O facto de os adultos que têm acompanhado as crianças trazerem documentos verdadeiros tem permitido ao SEF seguir, pelo menos, o rasto destes intermediários “Alguns desses adultos já têm também nacionalidades europeias”. Quanto aos menores, “é difícil sabermos quem são, a verdadeira identidade, até porque alguns já não estavam com os pais”, adiantou , acrescentando que há suspeitas de miúdos “vendidos” pela família para redes, como escravos. “Dos cinco casos detetados desde março só conseguimos estabelecer, num deles, que o menor ia de facto para a Alemanha ter com a mãe, que já era residente legal naquele país. Esse era um caso de imigração ilegal, os outros serão de exploração para fins que ainda não conseguimos precisar”. Podem ser crianças que venham a ser usadas para exploração sexual, laboral ou servidão doméstica. O SEF suspeita até que podem ter sido mais de cinco os menores a entrar para a Europa via Lisboa mas não tem como o provar.
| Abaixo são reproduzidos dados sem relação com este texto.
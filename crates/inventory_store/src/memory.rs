//! In-memory inventory store implementation.

use std::{collections::HashMap, sync::Arc};

use async_trait::async_trait;
use entities::{InventoryItem, ReminderId, UserProfile};
use tokio::sync::RwLock;
use uuid::Uuid;

use crate::{InventoryStore, InventoryStoreError, InventoryStoreResult};

/// In-memory inventory store, used by tests and embedders without a database.
#[derive(Debug, Default)]
pub struct MemoryInventoryStore {
    items: Arc<RwLock<HashMap<Uuid, InventoryItem>>>,
    profile: Arc<RwLock<Option<UserProfile>>>,
}

impl MemoryInventoryStore {
    /// Creates a new in-memory inventory store.
    pub fn new() -> Self {
        Self::default()
    }
}

#[async_trait]
impl InventoryStore for MemoryInventoryStore {
    // =========================================================================
    // Item operations
    // =========================================================================

    async fn create_item(&self, item: InventoryItem) -> InventoryStoreResult<InventoryItem> {
        let mut items = self.items.write().await;
        if items.contains_key(&item.id) {
            return Err(InventoryStoreError::already_exists(
                "Item",
                item.id.to_string(),
            ));
        }
        items.insert(item.id, item.clone());
        tracing::debug!(item_id = %item.id, "Stored item");
        Ok(item)
    }

    async fn get_item(&self, id: Uuid) -> InventoryStoreResult<Option<InventoryItem>> {
        let items = self.items.read().await;
        Ok(items.get(&id).cloned())
    }

    async fn list_items(&self) -> InventoryStoreResult<Vec<InventoryItem>> {
        let items = self.items.read().await;
        let mut result: Vec<InventoryItem> = items.values().cloned().collect();

        // Newest first, id breaks ties so the order is stable
        result.sort_by(|a, b| {
            b.created_at
                .cmp(&a.created_at)
                .then_with(|| a.id.cmp(&b.id))
        });
        Ok(result)
    }

    async fn update_item(&self, item: InventoryItem) -> InventoryStoreResult<InventoryItem> {
        let mut items = self.items.write().await;
        if !items.contains_key(&item.id) {
            return Err(InventoryStoreError::not_found("Item", item.id.to_string()));
        }
        items.insert(item.id, item.clone());
        Ok(item)
    }

    async fn update_item_reminder(
        &self,
        id: Uuid,
        reminder_id: Option<ReminderId>,
    ) -> InventoryStoreResult<()> {
        let mut items = self.items.write().await;
        let item = items
            .get_mut(&id)
            .ok_or_else(|| InventoryStoreError::not_found("Item", id.to_string()))?;
        item.notification_id = reminder_id;
        Ok(())
    }

    async fn delete_item(&self, id: Uuid) -> InventoryStoreResult<()> {
        let mut items = self.items.write().await;
        if items.remove(&id).is_none() {
            return Err(InventoryStoreError::not_found("Item", id.to_string()));
        }
        Ok(())
    }

    // =========================================================================
    // Profile operations
    // =========================================================================

    async fn get_profile(&self) -> InventoryStoreResult<Option<UserProfile>> {
        let profile = self.profile.read().await;
        Ok(profile.clone())
    }

    async fn save_profile(&self, profile: UserProfile) -> InventoryStoreResult<UserProfile> {
        let mut current = self.profile.write().await;
        *current = Some(profile.clone());
        Ok(profile)
    }
}
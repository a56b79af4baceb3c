//! Expiration status derivation for Shelf
//!
//! Status is never stored as a source of truth. It is derived on demand from
//! an item's expiration date, its category, the user's lead times and the
//! current calendar day. Everything here is day-granular and infallible:
//! dates that cannot be parsed fall back to `Fresh`.

mod clock;
mod date;
mod status;

pub use clock::*;
pub use date::*;
pub use status::*;
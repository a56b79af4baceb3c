//! Expiration date parsing

use chrono::{DateTime, Local, NaiveDate, NaiveDateTime};

const DATE_FORMAT: &str = "%Y-%m-%d";

const LOCAL_DATETIME_FORMATS: &[&str] = &["%Y-%m-%dT%H:%M:%S%.f", "%Y-%m-%dT%H:%M"];

/// Parses an expiration date into a calendar day.
///
/// Accepts a plain ISO 8601 date, a local date-time without offset, or an
/// RFC 3339 timestamp (converted to local time). The time of day is dropped.
pub fn parse_expiration_date(input: &str) -> Option<NaiveDate> {
    let input = input.trim();
    if input.is_empty() {
        return None;
    }

    if let Ok(date) = NaiveDate::parse_from_str(input, DATE_FORMAT) {
        return Some(date);
    }

    for format in LOCAL_DATETIME_FORMATS {
        if let Ok(datetime) = NaiveDateTime::parse_from_str(input, format) {
            return Some(datetime.date());
        }
    }

    DateTime::parse_from_rfc3339(input)
        .ok()
        .map(|dt| dt.with_timezone(&Local).date_naive())
}

/// Formats a calendar day in the canonical storage form.
pub fn format_expiration_date(date: NaiveDate) -> String {
    date.format(DATE_FORMAT).to_string()
}
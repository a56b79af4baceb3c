//! Inventory store error types.

use thiserror::Error;

/// Errors that can occur during inventory store operations.
#[derive(Debug, Error)]
pub enum InventoryStoreError {
    /// Entity not found.
    #[error("{entity_type} not found: {id}")]
    NotFound {
        entity_type: &'static str,
        id: String,
    },

    /// Duplicate entity.
    #[error("{entity_type} already exists: {id}")]
    AlreadyExists {
        entity_type: &'static str,
        id: String,
    },

    /// Backend failure.
    #[error("{0}")]
    Other(String),
}

impl InventoryStoreError {
    /// Creates a not found error.
    pub fn not_found(entity_type: &'static str, id: impl Into<String>) -> Self {
        Self::NotFound {
            entity_type,
            id: id.into(),
        }
    }

    /// Creates an already exists error.
    pub fn already_exists(entity_type: &'static str, id: impl Into<String>) -> Self {
        Self::AlreadyExists {
            entity_type,
            id: id.into(),
        }
    }
}

/// Result type for inventory store operations.
pub type InventoryStoreResult<T> = Result<T, InventoryStoreError>;
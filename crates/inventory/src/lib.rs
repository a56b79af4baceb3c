//! Inventory management for Shelf
//!
//! [`InventoryService`] owns the item lifecycle: it keeps each stored item's
//! reminder handle in step with the notification platform and derives status
//! on every read.

mod error;
mod recipes;
mod service;

pub use error::*;
pub use recipes::*;
pub use service::*;
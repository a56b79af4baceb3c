//! Status derivation

use std::sync::Arc;

use chrono::NaiveDate;
use entities::{Category, InventoryItem, ItemStatus, LeadTimeConfig};

use crate::{parse_expiration_date, Clock, SystemClock};

/// Day count reported for expiration dates that cannot be parsed.
pub const INVALID_DATE_SENTINEL: i64 = 999;

/// Returns the lead time for a category, falling back to the category default
/// when no configuration is available.
pub fn lead_time_for(category: Category, lead_times: Option<&LeadTimeConfig>) -> u32 {
    match lead_times {
        Some(config) => config.for_category(category),
        None => category.default_lead_time(),
    }
}

/// Signed number of whole days from `today` until `expiration`.
pub fn days_between(expiration: NaiveDate, today: NaiveDate) -> i64 {
    (expiration - today).num_days()
}

/// Derives the status of an item expiring on `expiration_date`.
///
/// `days_until == lead_time` is already `ExpiringSoon`, and an item expiring
/// today is always `ExpiringSoon`. Unparseable dates are `Fresh`.
pub fn compute_status(
    expiration_date: &str,
    category: Category,
    lead_times: Option<&LeadTimeConfig>,
    today: NaiveDate,
) -> ItemStatus {
    let Some(expiration) = parse_expiration_date(expiration_date) else {
        tracing::trace!(expiration_date, "Unparseable expiration date, treating as fresh");
        return ItemStatus::Fresh;
    };

    let days_until = days_between(expiration, today);
    if days_until < 0 {
        return ItemStatus::Expired;
    }

    if days_until <= i64::from(lead_time_for(category, lead_times)) {
        ItemStatus::ExpiringSoon
    } else {
        ItemStatus::Fresh
    }
}

/// Days until `expiration_date`, negative once it has passed, or
/// [`INVALID_DATE_SENTINEL`] when the date cannot be parsed.
pub fn days_until_expiration(expiration_date: &str, today: NaiveDate) -> i64 {
    parse_expiration_date(expiration_date)
        .map(|expiration| days_between(expiration, today))
        .unwrap_or(INVALID_DATE_SENTINEL)
}

/// Returns copies of `items`, in the same order, with `status` recomputed.
pub fn compute_all_statuses(
    items: &[InventoryItem],
    lead_times: Option<&LeadTimeConfig>,
    today: NaiveDate,
) -> Vec<InventoryItem> {
    items
        .iter()
        .map(|item| InventoryItem {
            status: compute_status(&item.expiration_date, item.category, lead_times, today),
            ..item.clone()
        })
        .collect()
}

/// Whether an item is inside its warning window or already expired.
pub fn should_notify(
    item: &InventoryItem,
    lead_times: Option<&LeadTimeConfig>,
    today: NaiveDate,
) -> bool {
    matches!(
        compute_status(&item.expiration_date, item.category, lead_times, today),
        ItemStatus::ExpiringSoon | ItemStatus::Expired
    )
}

/// Status derivation bound to a [`Clock`].
#[derive(Clone)]
pub struct StatusEngine {
    clock: Arc<dyn Clock>,
}

impl Default for StatusEngine {
    fn default() -> Self {
        Self::new(Arc::new(SystemClock))
    }
}

impl StatusEngine {
    /// Creates an engine reading "today" from `clock`.
    pub fn new(clock: Arc<dyn Clock>) -> Self {
        Self { clock }
    }

    /// Returns the clock this engine reads.
    pub fn clock(&self) -> &Arc<dyn Clock> {
        &self.clock
    }

    /// Current local calendar day.
    pub fn today(&self) -> NaiveDate {
        self.clock.today()
    }

    /// See [`compute_status`].
    pub fn compute_status(
        &self,
        expiration_date: &str,
        category: Category,
        lead_times: Option<&LeadTimeConfig>,
    ) -> ItemStatus {
        compute_status(expiration_date, category, lead_times, self.today())
    }

    /// See [`days_until_expiration`].
    pub fn days_until_expiration(&self, expiration_date: &str) -> i64 {
        days_until_expiration(expiration_date, self.today())
    }

    /// See [`compute_all_statuses`].
    pub fn compute_all_statuses(
        &self,
        items: &[InventoryItem],
        lead_times: Option<&LeadTimeConfig>,
    ) -> Vec<InventoryItem> {
        compute_all_statuses(items, lead_times, self.today())
    }

    /// See [`should_notify`].
    pub fn should_notify(&self, item: &InventoryItem, lead_times: Option<&LeadTimeConfig>) -> bool {
        should_notify(item, lead_times, self.today())
    }
}
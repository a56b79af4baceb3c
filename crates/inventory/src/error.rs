//! Inventory service errors.

use inventory_store::InventoryStoreError;
use thiserror::Error;
use uuid::Uuid;

/// Errors returned by [`crate::InventoryService`].
#[derive(Debug, Error)]
pub enum InventoryError {
    #[error("Item not found: {0}")]
    NotFound(Uuid),

    #[error("Invalid item: {0}")]
    Validation(String),

    #[error("Store error: {0}")]
    Store(#[from] InventoryStoreError),
}

/// Result type for inventory service operations.
pub type InventoryResult<T> = Result<T, InventoryError>;
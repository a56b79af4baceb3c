//! Expiry reminder scheduling for Shelf
//!
//! This crate turns the derived expiration status of an item into exactly one
//! outstanding local notification. The device scheduler is abstracted behind
//! [`NotificationPlatform`]; an in-memory platform and a tokio timer platform
//! are provided.

mod config;
mod error;
mod messages;
mod platform;
mod scheduler;
mod timer;

pub use config::*;
pub use error::*;
pub use messages::*;
pub use platform::*;
pub use scheduler::*;
pub use timer::*;
//! Reminder scheduling

use std::sync::Arc;

use chrono::{Days, NaiveDateTime, NaiveTime};
use entities::{Category, InventoryItem, LeadTimeConfig, ReminderId};
use expiry_status::{compute_status, parse_expiration_date, Clock};
use futures::{stream, StreamExt};
use tokio::sync::OnceCell;
use tracing::{debug, info, warn};

use crate::{
    ChannelConfig, MessageCatalog, MessageFormatter, NotificationContent, NotificationPlatform,
    ReminderConfig, ReminderError, ReminderPayload, ReminderRequest, ReminderResult,
};

/// Default number of items rescheduled at once during a fan-out.
pub const DEFAULT_FAN_OUT_CONCURRENCY: usize = 4;

/// Why no reminder was scheduled for an item.
#[derive(Debug, Clone, Copy, PartialEq, Eq)]
pub enum SkipReason {
    /// The expiration date could not be parsed.
    InvalidDate,
    /// The expiration date is before today.
    AlreadyExpired,
    /// The warning point is now or in the past but the item has not expired.
    WarningPassed,
}

/// Outcome of planning a reminder for an item.
#[derive(Debug, Clone, Copy, PartialEq, Eq)]
pub enum ReminderPlan {
    /// Fire a one-shot reminder after the given delay.
    FireAfter {
        fire_after_secs: u64,
        /// Local start of the day the reminder fires on.
        notify_at: NaiveDateTime,
    },
    /// Do not schedule anything.
    Skip(SkipReason),
}

/// Keeps at most one live reminder per item on a [`NotificationPlatform`].
///
/// Every (re)schedule cancels the item's previous reminder before creating a
/// new one, so an interruption between the two calls can lose a reminder but
/// never duplicate it. Platform failures are logged and never reach the
/// caller: a failed schedule yields no handle, and a failed cancel keeps the
/// existing one.
pub struct ReminderScheduler {
    platform: Arc<dyn NotificationPlatform>,
    messages: Arc<dyn MessageFormatter>,
    clock: Arc<dyn Clock>,
    channel: ChannelConfig,
    channel_ready: OnceCell<()>,
    fan_out_concurrency: usize,
}

impl ReminderScheduler {
    /// Creates a scheduler with the default channel and fan-out width.
    pub fn new(
        platform: Arc<dyn NotificationPlatform>,
        messages: Arc<dyn MessageFormatter>,
        clock: Arc<dyn Clock>,
    ) -> Self {
        Self {
            platform,
            messages,
            clock,
            channel: ChannelConfig::default(),
            channel_ready: OnceCell::new(),
            fan_out_concurrency: DEFAULT_FAN_OUT_CONCURRENCY,
        }
    }

    /// Creates a scheduler using the locale, channel and fan-out width from
    /// `config`.
    pub fn from_config(
        platform: Arc<dyn NotificationPlatform>,
        clock: Arc<dyn Clock>,
        config: &ReminderConfig,
    ) -> Self {
        Self::new(platform, Arc::new(MessageCatalog::new(config.locale)), clock)
            .with_channel(config.channel.clone())
            .with_fan_out_concurrency(config.fan_out_concurrency)
    }

    /// Sets the notification channel.
    pub fn with_channel(mut self, channel: ChannelConfig) -> Self {
        self.channel = channel;
        self
    }

    /// Sets how many items a fan-out reschedules concurrently.
    pub fn with_fan_out_concurrency(mut self, concurrency: usize) -> Self {
        self.fan_out_concurrency = concurrency.max(1);
        self
    }

    /// Sets up the notification channel once. Later calls are no-ops; a failed
    /// setup is retried on the next call.
    pub async fn initialize(&self) -> ReminderResult<()> {
        self.channel_ready
            .get_or_try_init(|| async {
                self.platform.ensure_channel(&self.channel).await?;
                info!(channel_id = %self.channel.id, "Notification channel ready");
                Ok::<(), ReminderError>(())
            })
            .await
            .map(|_| ())
    }

    /// Returns the lead time in days configured for a category.
    pub fn get_lead_time(&self, category: Category, lead_times: &LeadTimeConfig) -> u32 {
        lead_times.for_category(category)
    }

    /// Decides whether and when a reminder should fire for `item`.
    ///
    /// The reminder fires at the local start of the day `lead_time` days
    /// before expiration. Unlike status derivation, the delay is measured
    /// from the exact current time.
    pub fn plan_reminder(&self, item: &InventoryItem, lead_times: &LeadTimeConfig) -> ReminderPlan {
        let Some(expiration) = parse_expiration_date(&item.expiration_date) else {
            return ReminderPlan::Skip(SkipReason::InvalidDate);
        };

        let now = self.clock.now();
        if expiration < now.date() {
            return ReminderPlan::Skip(SkipReason::AlreadyExpired);
        }

        let lead_time = self.get_lead_time(item.category, lead_times);
        let Some(notify_day) = expiration.checked_sub_days(Days::new(u64::from(lead_time))) else {
            return ReminderPlan::Skip(SkipReason::WarningPassed);
        };
        let notify_at = notify_day.and_time(NaiveTime::MIN);

        let seconds = (notify_at - now).num_seconds();
        if seconds <= 0 {
            return ReminderPlan::Skip(SkipReason::WarningPassed);
        }

        ReminderPlan::FireAfter {
            fire_after_secs: seconds.unsigned_abs(),
            notify_at,
        }
    }

    /// Replaces the item's reminder with one matching the current settings.
    ///
    /// Returns the handle for the caller to store on the item, or `None` when
    /// no reminder is warranted or scheduling failed. If the old reminder
    /// cannot be cancelled, nothing is scheduled and its handle is returned.
    pub async fn schedule_item_reminder(
        &self,
        item: &InventoryItem,
        lead_times: &LeadTimeConfig,
    ) -> Option<ReminderId> {
        if !self.cancel_item_reminder(item.notification_id.as_ref()).await {
            // The old reminder may still be live; keep it rather than add a second
            warn!(item_id = %item.id, "Keeping existing reminder, cancel failed");
            return item.notification_id.clone();
        }

        let fire_after_secs = match self.plan_reminder(item, lead_times) {
            ReminderPlan::FireAfter {
                fire_after_secs, ..
            } => fire_after_secs,
            ReminderPlan::Skip(reason) => {
                debug!(item_id = %item.id, ?reason, "Skipping reminder");
                return None;
            }
        };

        match self.request_reminder(item, lead_times, fire_after_secs).await {
            Ok(reminder_id) => {
                info!(
                    item_id = %item.id,
                    reminder_id = %reminder_id,
                    fire_after_secs,
                    "Scheduled expiry reminder"
                );
                Some(reminder_id)
            }
            Err(e) => {
                warn!(item_id = %item.id, error = %e, "Failed to schedule expiry reminder");
                None
            }
        }
    }

    async fn request_reminder(
        &self,
        item: &InventoryItem,
        lead_times: &LeadTimeConfig,
        fire_after_secs: u64,
    ) -> ReminderResult<ReminderId> {
        self.initialize().await?;

        let lead_days = self.get_lead_time(item.category, lead_times);
        let request = ReminderRequest {
            content: NotificationContent {
                title: self.messages.expiry_title(),
                body: self.messages.expiry_body(&item.name, lead_days),
                payload: ReminderPayload {
                    item_id: item.id,
                    item_name: item.name.clone(),
                },
                sound: true,
                channel_id: self.channel.id.clone(),
            },
            fire_after_secs,
        };

        self.platform.schedule(request).await
    }

    /// Cancels a reminder. A missing handle is a no-op and platform errors
    /// are logged.
    ///
    /// Returns `false` only when the platform failed to cancel, in which case
    /// the reminder may still fire.
    pub async fn cancel_item_reminder(&self, reminder_id: Option<&ReminderId>) -> bool {
        let Some(reminder_id) = reminder_id else {
            return true;
        };

        match self.platform.cancel(reminder_id).await {
            Ok(()) => {
                debug!(reminder_id = %reminder_id, "Cancelled reminder");
                true
            }
            Err(e) => {
                warn!(reminder_id = %reminder_id, error = %e, "Failed to cancel reminder");
                false
            }
        }
    }

    /// Reschedules every item against new lead times.
    ///
    /// Items are processed concurrently, each with its own cancel-then-schedule
    /// pair. Returns the items in input order with their new reminder handles
    /// and recomputed status.
    pub async fn reschedule_all(
        &self,
        items: Vec<InventoryItem>,
        lead_times: &LeadTimeConfig,
    ) -> Vec<InventoryItem> {
        let today = self.clock.today();
        let total = items.len();

        let rescheduled: Vec<InventoryItem> = stream::iter(items)
            .map(|item| async move {
                let notification_id = self.schedule_item_reminder(&item, lead_times).await;
                let status =
                    compute_status(&item.expiration_date, item.category, Some(lead_times), today);
                InventoryItem {
                    notification_id,
                    status,
                    ..item
                }
            })
            .buffered(self.fan_out_concurrency)
            .collect()
            .await;

        let scheduled = rescheduled
            .iter()
            .filter(|item| item.notification_id.is_some())
            .count();
        info!(total, scheduled, "Rescheduled expiry reminders");

        rescheduled
    }
}
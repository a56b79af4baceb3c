//! Notification platform boundary

use std::{
    collections::HashMap,
    sync::{Mutex, MutexGuard, PoisonError},
};

use async_trait::async_trait;
use entities::ReminderId;
use serde::{Deserialize, Serialize};
use uuid::Uuid;

use crate::{ReminderError, ReminderResult};

/// Data attached to a reminder so a tap can be routed to the item.
#[derive(Debug, Clone, PartialEq, Eq, Serialize, Deserialize)]
#[serde(rename_all = "camelCase")]
pub struct ReminderPayload {
    /// Item the reminder is about.
    pub item_id: Uuid,
    /// Item name at scheduling time.
    pub item_name: String,
}

/// Rendered notification shown to the user.
#[derive(Debug, Clone, PartialEq, Eq)]
pub struct NotificationContent {
    /// Headline shown in the notification.
    pub title: String,
    /// Message text below the title.
    pub body: String,
    /// Routing data returned when the notification is tapped.
    pub payload: ReminderPayload,
    /// Whether the notification plays a sound.
    pub sound: bool,
    /// Channel the notification is posted to.
    pub channel_id: String,
}

/// One-shot reminder request.
#[derive(Debug, Clone, PartialEq, Eq)]
pub struct ReminderRequest {
    /// What the user sees when the reminder fires.
    pub content: NotificationContent,
    /// Delay before the reminder fires. Must be greater than zero.
    pub fire_after_secs: u64,
}

/// Interruption level of a notification channel.
#[derive(Debug, Clone, Copy, PartialEq, Eq, Serialize, Deserialize, Default)]
#[serde(rename_all = "lowercase")]
pub enum Importance {
    Low,
    Normal,
    #[default]
    High,
}

/// Platform notification channel settings.
///
/// Only some platforms have channels; the others treat setup as a no-op.
#[derive(Debug, Clone, PartialEq, Eq, Serialize, Deserialize)]
pub struct ChannelConfig {
    #[serde(default = "default_channel_id")]
    pub id: String,
    #[serde(default = "default_channel_name")]
    pub name: String,
    #[serde(default)]
    pub importance: Importance,
    /// Alternating off/on durations in milliseconds.
    #[serde(default = "default_vibration_pattern")]
    pub vibration_pattern: Vec<u64>,
    #[serde(default = "default_light_color")]
    pub light_color: String,
}

fn default_channel_id() -> String {
    "expiry-alerts".to_string()
}

fn default_channel_name() -> String {
    "Expiry Alerts".to_string()
}

fn default_vibration_pattern() -> Vec<u64> {
    vec![0, 250, 250, 250]
}

fn default_light_color() -> String {
    "#6B9080".to_string()
}

impl Default for ChannelConfig {
    fn default() -> Self {
        Self {
            id: default_channel_id(),
            name: default_channel_name(),
            importance: Importance::default(),
            vibration_pattern: default_vibration_pattern(),
            light_color: default_light_color(),
        }
    }
}

/// Local notification scheduler provided by the host platform.
///
/// `schedule` and `cancel` are independent calls with no atomicity between
/// them.
#[async_trait]
pub trait NotificationPlatform: Send + Sync {
    /// Creates or updates the notification channel. Must be idempotent.
    async fn ensure_channel(&self, channel: &ChannelConfig) -> ReminderResult<()>;

    /// Schedules a one-shot reminder and returns its handle.
    async fn schedule(&self, request: ReminderRequest) -> ReminderResult<ReminderId>;

    /// Cancels a scheduled reminder. Unknown handles are a no-op.
    async fn cancel(&self, id: &ReminderId) -> ReminderResult<()>;
}

#[derive(Debug, Default)]
struct MemoryPlatformState {
    reminders: HashMap<ReminderId, ReminderRequest>,
    channels: HashMap<String, ChannelConfig>,
    next_id: u64,
    channel_setup_calls: usize,
    cancel_calls: usize,
    fail_schedule: bool,
    fail_cancel: bool,
    fail_channel_setup: bool,
}

/// In-memory notification platform.
///
/// Reminders never fire; they are only recorded so callers can inspect what
/// is live. Failures can be injected for each operation.
#[derive(Debug, Default)]
pub struct MemoryNotificationPlatform {
    state: Mutex<MemoryPlatformState>,
}

impl MemoryNotificationPlatform {
    /// Creates an empty platform
    pub fn new() -> Self {
        Self::default()
    }

    fn state(&self) -> MutexGuard<'_, MemoryPlatformState> {
        self.state.lock().unwrap_or_else(PoisonError::into_inner)
    }

    /// Makes every following `schedule` call fail (or succeed again).
    pub fn set_fail_schedule(&self, fail: bool) {
        self.state().fail_schedule = fail;
    }

    /// Makes every following `cancel` call fail (or succeed again).
    pub fn set_fail_cancel(&self, fail: bool) {
        self.state().fail_cancel = fail;
    }

    /// Makes every following `ensure_channel` call fail (or succeed again).
    pub fn set_fail_channel_setup(&self, fail: bool) {
        self.state().fail_channel_setup = fail;
    }

    /// Number of reminders currently scheduled.
    pub fn live_count(&self) -> usize {
        self.state().reminders.len()
    }

    /// Returns a live reminder by handle.
    pub fn reminder(&self, id: &ReminderId) -> Option<ReminderRequest> {
        self.state().reminders.get(id).cloned()
    }

    /// Returns the handles of all live reminders for an item.
    pub fn live_for_item(&self, item_id: Uuid) -> Vec<ReminderId> {
        self.state()
            .reminders
            .iter()
            .filter(|(_, request)| request.content.payload.item_id == item_id)
            .map(|(id, _)| id.clone())
            .collect()
    }

    /// Returns a configured channel by id.
    pub fn channel(&self, id: &str) -> Option<ChannelConfig> {
        self.state().channels.get(id).cloned()
    }

    /// Number of times channel setup was requested.
    pub fn channel_setup_calls(&self) -> usize {
        self.state().channel_setup_calls
    }

    /// Number of cancel calls received, including no-op ones.
    pub fn cancel_calls(&self) -> usize {
        self.state().cancel_calls
    }
}

#[async_trait]
impl NotificationPlatform for MemoryNotificationPlatform {
    async fn ensure_channel(&self, channel: &ChannelConfig) -> ReminderResult<()> {
        let mut state = self.state();
        state.channel_setup_calls += 1;
        if state.fail_channel_setup {
            return Err(ReminderError::ChannelSetup(format!(
                "channel {} unavailable",
                channel.id
            )));
        }
        state.channels.insert(channel.id.clone(), channel.clone());
        Ok(())
    }

    async fn schedule(&self, request: ReminderRequest) -> ReminderResult<ReminderId> {
        if request.fire_after_secs == 0 {
            return Err(ReminderError::InvalidDelay(0));
        }

        let mut state = self.state();
        if state.fail_schedule {
            return Err(ReminderError::Platform("scheduling rejected".to_string()));
        }

        state.next_id += 1;
        let id = ReminderId::new(format!("reminder-{}", state.next_id));
        state.reminders.insert(id.clone(), request);
        Ok(id)
    }

    async fn cancel(&self, id: &ReminderId) -> ReminderResult<()> {
        let mut state = self.state();
        state.cancel_calls += 1;
        if state.fail_cancel {
            return Err(ReminderError::Platform(format!("cannot cancel {id}")));
        }
        state.reminders.remove(id);
        Ok(())
    }
}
No último caso, o da criança com menos de 10 anos intercetada no sábado, o homem foi detido à parte, e a menina ficou “muito confusa e nervosa inicialmente”. O pouco que conseguiu explicar, quando já estava mais calma e tranquila, “foi a história de cobertura que lhe tinham ensinado”. Quando diretamente questionada “retraiu-se”.

Fonte oficial da Unidade Anti-Tráfico de Pessoas do SEF esclarece que os cinco casos deste ano “nada têm a ver com os de crianças angolanas detetadas no aeroporto de Lisboa, acompanhadas por adultos, e com as que vinham sozinhas em 2015 e 2016 e diziam ser menores, o que não se comprovava. Estas são de países de expressão francófona e anglófona e não vêm para ficar em Portugal, ao contrário do que acontecia com os menores angolanos”.

Para além da pista principal -os intermediários que trazem as crianças – as investigações do SEF esbarram com obstáculos. “A cooperação que temos com esses países é inexistente”.